Many moderate smokers (those who smoke less than a pack per day) may have “unacceptably low” blood levels of vitamin B-6, say Washington State University researchers. B-6 is believed to be protective against the DNA damage that can lead to cancers. It is also well known to help protect against heart disease by lowering levels of homocysteine.
In a small study, smokers eventually reached acceptable blood levels of the vitamin after three months of consuming increasingly high levels of dietary and/or supplemental vitamin B-6. But they never caught up with their non-smoking counterparts. Considering B-6’s role in DNA synthesis and repair, these results further convinced the researchers that the current RDA for this critical vitamin is too low for even moderate smokers and could be too low for the population as a whole.
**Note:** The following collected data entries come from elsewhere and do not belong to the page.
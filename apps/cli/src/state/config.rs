//! # Application Configuration
//!
//! ## Configuration Sources
//! ```text
//! ┌─────────────────────────────────────────────────────────────────────────┐
//! │                    Configuration Priority                               │
//! │                                                                         │
//! │  1. Environment Variables (highest priority)                           │
//! │     CASHPLAN_DB_PATH=/srv/cashplan.db                                  │
//! │     CASHPLAN_BATCH_MODE=snapshot                                       │
//! │                                                                         │
//! │  2. TOML Config File                                                   │
//! │     --config <path>, or cashplan.toml in the platform config dir       │
//! │     ~/.config/cashplan/cashplan.toml (Linux)                           │
//! │                                                                         │
//! │  3. Default Values (lowest priority)                                   │
//! │     IQD, greedy, running batches, alerts at 20 / 10 notes              │
//! └─────────────────────────────────────────────────────────────────────────┘
//! ```
//!
//! ## Configuration File Format
//! ```toml
//! [database]
//! path = "/srv/cashplan/cashplan.db"
//! max_connections = 5
//!
//! [currency]
//! code = "IQD"
//!
//! [calculation]
//! strategy = "greedy"      # greedy | optimal
//! default_inventory = 100  # count used by `inventory reset`
//!
//! [batch]
//! mode = "running"         # unlimited | snapshot | running
//! save_to_history = false
//!
//! [alerts]
//! low = 20
//! critical = 10
//! ```

use serde::{Deserialize, Serialize};
use std::path::{Path, PathBuf};
use thiserror::Error;
use tracing::{debug, info, warn};

use cashplan_core::batch::InventoryMode;
use cashplan_core::validation::{validate_inventory_count, validate_thresholds};
use cashplan_core::{
    AlertThresholds, Strategy, ValidationError, DEFAULT_CRITICAL_STOCK_THRESHOLD,
    DEFAULT_CURRENCY_CODE, DEFAULT_INVENTORY_COUNT, DEFAULT_LOW_STOCK_THRESHOLD,
};

/// File name looked up in the platform config directory.
pub const CONFIG_FILE_NAME: &str = "cashplan.toml";

// =============================================================================
// Errors
// =============================================================================

#[derive(Debug, Error)]
pub enum ConfigError {
    #[error("Failed to read config file {path}: {source}")]
    Read {
        path: PathBuf,
        source: std::io::Error,
    },

    #[error("Invalid config file {path}: {source}")]
    Parse {
        path: PathBuf,
        source: toml::de::Error,
    },

    #[error("Invalid configuration: {0}")]
    Invalid(#[from] ValidationError),
}

pub type ConfigResult<T> = Result<T, ConfigError>;

// =============================================================================
// Sections
// =============================================================================

#[derive(Debug, Clone, PartialEq, Eq, Serialize, Deserialize)]
pub struct DatabaseSettings {
    /// SQLite file. `None` uses the platform data directory.
    #[serde(default)]
    pub path: Option<PathBuf>,

    #[serde(default = "default_max_connections")]
    pub max_connections: u32,
}

fn default_max_connections() -> u32 {
    5
}

impl Default for DatabaseSettings {
    fn default() -> Self {
        DatabaseSettings {
            path: None,
            max_connections: default_max_connections(),
        }
    }
}

#[derive(Debug, Clone, PartialEq, Eq, Serialize, Deserialize)]
pub struct CurrencySettings {
    /// Code shown in amounts and failure reasons.
    #[serde(default = "default_currency_code")]
    pub code: String,
}

fn default_currency_code() -> String {
    DEFAULT_CURRENCY_CODE.to_string()
}

impl Default for CurrencySettings {
    fn default() -> Self {
        CurrencySettings {
            code: default_currency_code(),
        }
    }
}

#[derive(Debug, Clone, PartialEq, Eq, Serialize, Deserialize)]
pub struct CalculationSettings {
    #[serde(default)]
    pub strategy: Strategy,

    /// Count every denomination returns to on `inventory reset`.
    #[serde(default = "default_inventory")]
    pub default_inventory: i64,
}

fn default_inventory() -> i64 {
    DEFAULT_INVENTORY_COUNT
}

impl Default for CalculationSettings {
    fn default() -> Self {
        CalculationSettings {
            strategy: Strategy::default(),
            default_inventory: default_inventory(),
        }
    }
}

#[derive(Debug, Clone, Default, PartialEq, Eq, Serialize, Deserialize)]
pub struct BatchSettings {
    #[serde(default)]
    pub mode: InventoryMode,

    #[serde(default)]
    pub save_to_history: bool,
}

#[derive(Debug, Clone, PartialEq, Eq, Serialize, Deserialize)]
pub struct AlertSettings {
    #[serde(default = "default_low")]
    pub low: i64,

    #[serde(default = "default_critical")]
    pub critical: i64,
}

fn default_low() -> i64 {
    DEFAULT_LOW_STOCK_THRESHOLD
}

fn default_critical() -> i64 {
    DEFAULT_CRITICAL_STOCK_THRESHOLD
}

impl Default for AlertSettings {
    fn default() -> Self {
        AlertSettings {
            low: default_low(),
            critical: default_critical(),
        }
    }
}

// =============================================================================
// AppConfig
// =============================================================================

/// Complete application configuration. Read-only once loaded.
#[derive(Debug, Clone, Default, PartialEq, Eq, Serialize, Deserialize)]
pub struct AppConfig {
    #[serde(default)]
    pub database: DatabaseSettings,

    #[serde(default)]
    pub currency: CurrencySettings,

    #[serde(default)]
    pub calculation: CalculationSettings,

    #[serde(default)]
    pub batch: BatchSettings,

    #[serde(default)]
    pub alerts: AlertSettings,
}

impl AppConfig {
    /// Loads configuration from file, environment, and defaults.
    ///
    /// ## Load Order (later overrides earlier)
    /// 1. Default values
    /// 2. Config file: `config_path`, else `cashplan.toml` in the platform
    ///    config directory. An explicit path must exist.
    /// 3. `CASHPLAN_*` environment variables
    pub fn load(config_path: Option<&Path>) -> ConfigResult<Self> {
        let mut config = match config_path {
            Some(path) => Self::from_file(path)?,
            None => match Self::default_config_path() {
                Some(path) if path.exists() => Self::from_file(&path)?,
                Some(path) => {
                    debug!(?path, "Config file not found, using defaults");
                    Self::default()
                }
                None => Self::default(),
            },
        };

        config.apply_overrides(|key| std::env::var(key).ok());
        config.validate()?;

        Ok(config)
    }

    /// Parses a TOML file. Missing sections and keys take their defaults.
    pub fn from_file(path: &Path) -> ConfigResult<Self> {
        info!(?path, "Loading config from file");
        let contents = std::fs::read_to_string(path).map_err(|source| ConfigError::Read {
            path: path.to_path_buf(),
            source,
        })?;
        Self::from_toml(&contents).map_err(|source| ConfigError::Parse {
            path: path.to_path_buf(),
            source,
        })
    }

    pub fn from_toml(contents: &str) -> Result<Self, toml::de::Error> {
        toml::from_str(contents)
    }

    pub fn validate(&self) -> ConfigResult<()> {
        let code = self.currency.code.trim();
        if code.is_empty() {
            return Err(ValidationError::Required {
                field: "currency.code".to_string(),
            }
            .into());
        }
        if code.len() > 10 {
            return Err(ValidationError::TooLong {
                field: "currency.code".to_string(),
                max: 10,
            }
            .into());
        }

        if self.database.max_connections == 0 {
            return Err(ValidationError::MustBePositive {
                field: "database.max_connections".to_string(),
            }
            .into());
        }

        validate_inventory_count(self.calculation.default_inventory)?;
        validate_thresholds(self.alerts.low, self.alerts.critical)?;
        Ok(())
    }

    /// Applies `CASHPLAN_*` overrides read through `var`.
    ///
    /// | variable                      | field                          |
    /// |-------------------------------|--------------------------------|
    /// | `CASHPLAN_DB_PATH`            | `database.path`                |
    /// | `CASHPLAN_MAX_CONNECTIONS`    | `database.max_connections`     |
    /// | `CASHPLAN_CURRENCY`           | `currency.code`                |
    /// | `CASHPLAN_STRATEGY`           | `calculation.strategy`         |
    /// | `CASHPLAN_DEFAULT_INVENTORY`  | `calculation.default_inventory`|
    /// | `CASHPLAN_BATCH_MODE`         | `batch.mode`                   |
    /// | `CASHPLAN_SAVE_BATCH_HISTORY` | `batch.save_to_history`        |
    /// | `CASHPLAN_LOW_STOCK`          | `alerts.low`                   |
    /// | `CASHPLAN_CRITICAL_STOCK`     | `alerts.critical`              |
    ///
    /// Unparseable values are logged and ignored.
    pub fn apply_overrides(&mut self, var: impl Fn(&str) -> Option<String>) {
        if let Some(path) = var("CASHPLAN_DB_PATH") {
            debug!(path = %path, "Overriding database path from environment");
            self.database.path = Some(PathBuf::from(path));
        }

        override_parsed(&var, "CASHPLAN_MAX_CONNECTIONS", &mut self.database.max_connections);

        if let Some(code) = var("CASHPLAN_CURRENCY") {
            self.currency.code = code.trim().to_uppercase();
        }

        override_parsed(&var, "CASHPLAN_STRATEGY", &mut self.calculation.strategy);
        override_parsed(
            &var,
            "CASHPLAN_DEFAULT_INVENTORY",
            &mut self.calculation.default_inventory,
        );
        override_parsed(&var, "CASHPLAN_BATCH_MODE", &mut self.batch.mode);
        override_parsed(
            &var,
            "CASHPLAN_SAVE_BATCH_HISTORY",
            &mut self.batch.save_to_history,
        );
        override_parsed(&var, "CASHPLAN_LOW_STOCK", &mut self.alerts.low);
        override_parsed(&var, "CASHPLAN_CRITICAL_STOCK", &mut self.alerts.critical);
    }

    /// `cashplan.toml` in the platform config directory.
    pub fn default_config_path() -> Option<PathBuf> {
        directories::ProjectDirs::from("com", "cashplan", "cashplan")
            .map(|dirs| dirs.config_dir().join(CONFIG_FILE_NAME))
    }

    pub fn thresholds(&self) -> AlertThresholds {
        AlertThresholds {
            low: self.alerts.low,
            critical: self.alerts.critical,
        }
    }

    pub fn currency_code(&self) -> &str {
        self.currency.code.trim()
    }
}

fn override_parsed<T: std::str::FromStr>(
    var: &impl Fn(&str) -> Option<String>,
    key: &str,
    target: &mut T,
) {
    if let Some(raw) = var(key) {
        match raw.trim().parse() {
            Ok(value) => {
                debug!(key, value = %raw, "Overriding config from environment");
                *target = value;
            }
            Err(_) => warn!(key, value = %raw, "Ignoring unparseable environment override"),
        }
    }
}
In several large population studies, people with a higher intake of vitamin B-6 were found to have a lower risk of colon, prostate, lung, gastric and pancreatic cancers. The good news from this study, say researchers, is that adding B-6 to the diet rapidly improved both smokers’ and non-smokers’ B-6 status and, equally rapidly, decreased the number of DNA strand breaks in both groups.
Vitamin B-6 has been identified as a nutrient that is often deficient in the general population. This study suggests smokers are even more likely at risk for low B-6 and thus for the problems it presents.